Assignment:
Out of the lines below, please list those that hold the string "derive".

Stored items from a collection
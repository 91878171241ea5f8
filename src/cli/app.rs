//! Main CLI application structure

use anyhow::Result;
use clap::{Parser, Subcommand};
use thiserror::Error;
use tracing_subscriber::EnvFilter;

use super::output::{Output, OutputFormat};
use super::{bin_cmd, page, region};
use crate::storage::{Config, Workspace};

#[derive(Parser)]
#[command(name = "pagesync")]
#[command(author, version, about = "Multi-region page management with translation sync")]
#[command(propagate_version = true)]
pub struct Cli {
    /// Output format (defaults to the global config, then text)
    #[arg(long, short = 'f', global = true)]
    pub format: Option<OutputFormat>,

    /// Enable debug logging on stderr
    #[arg(long, short = 'v', global = true)]
    pub verbose: bool,

    #[command(subcommand)]
    pub command: Commands,
}

#[derive(Subcommand)]
pub enum Commands {
    /// Initialize a new pagesync workspace
    Init {
        /// Path to initialize (defaults to current directory)
        #[arg(default_value = ".")]
        path: String,
    },

    /// Manage Global pages
    #[command(subcommand)]
    Page(page::PageCommands),

    /// Manage regional translations and their sync with Global pages
    #[command(subcommand)]
    Region(region::RegionCommands),

    /// Manage the recycle bin
    #[command(subcommand)]
    Bin(bin_cmd::BinCommands),
}

/// Returned by [`run`] once the error has been printed
#[derive(Debug, Error)]
#[error("command failed")]
pub struct Reported;

/// Sets up logging to stderr
///
/// `PAGESYNC_LOG` takes an env-filter directive; otherwise only warnings
/// are shown, or debug output for pagesync with `--verbose`.
fn init_tracing(verbose: bool) {
    let default = if verbose { "pagesync=debug" } else { "warn" };
    let filter = EnvFilter::try_from_env("PAGESYNC_LOG").unwrap_or_else(|_| EnvFilter::new(default));

    let _ = tracing_subscriber::fmt()
        .with_env_filter(filter)
        .with_writer(std::io::stderr)
        .with_target(false)
        .try_init();
}

/// Main entry point for the CLI
pub fn run() -> Result<()> {
    let cli = Cli::parse();
    init_tracing(cli.verbose);

    let format = match cli.format {
        Some(format) => format,
        None => match Config::load() {
            Ok(config) => config.global.default_format,
            Err(e) => {
                tracing::warn!("Ignoring unreadable configuration: {:#}", e);
                OutputFormat::default()
            }
        },
    };
    let output = Output::new(format);
    tracing::debug!(?format, "pagesync starting");

    if let Err(e) = execute(cli.command, &output) {
        output.error(&e);
        return Err(Reported.into());
    }

    tracing::debug!("Command completed successfully");
    Ok(())
}

fn execute(command: Commands, output: &Output) -> Result<()> {
    match command {
        Commands::Init { path } => {
            tracing::debug!(%path, "Initializing workspace");
            let workspace = Workspace::init(&path)?;
            if output.is_json() {
                output.data(&serde_json::json!({
                    "root": workspace.root().display().to_string(),
                    "dir": workspace.dir().display().to_string(),
                }));
            } else {
                output.success(&format!(
                    "Initialized pagesync workspace at {}",
                    workspace.root().display()
                ));
            }
        }

        Commands::Page(cmd) => page::run(cmd, output)?,
        Commands::Region(cmd) => region::run(cmd, output)?,
        Commands::Bin(cmd) => bin_cmd::run(cmd, output)?,
    }

    Ok(())
}

#[cfg(test)]
mod tests {
    use super::*;
    use clap::CommandFactory;

    #[test]
    fn cli_definition_is_consistent() {
        Cli::command().debug_assert();
    }

    #[test]
    fn parses_global_flags_after_subcommand() {
        let cli = Cli::try_parse_from(["pagesync", "page", "list", "--format", "json", "-v"]).unwrap();
        assert_eq!(cli.format, Some(OutputFormat::Json));
        assert!(cli.verbose);
    }

    #[test]
    fn purge_flags_conflict() {
        let result = Cli::try_parse_from(["pagesync", "bin", "purge", "p-1a2b3c4", "--expired"]);
        assert!(result.is_err());
    }
}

Answer box:
#[derive(Parser)]
#[derive(Subcommand)]
#[derive(Debug, Error)]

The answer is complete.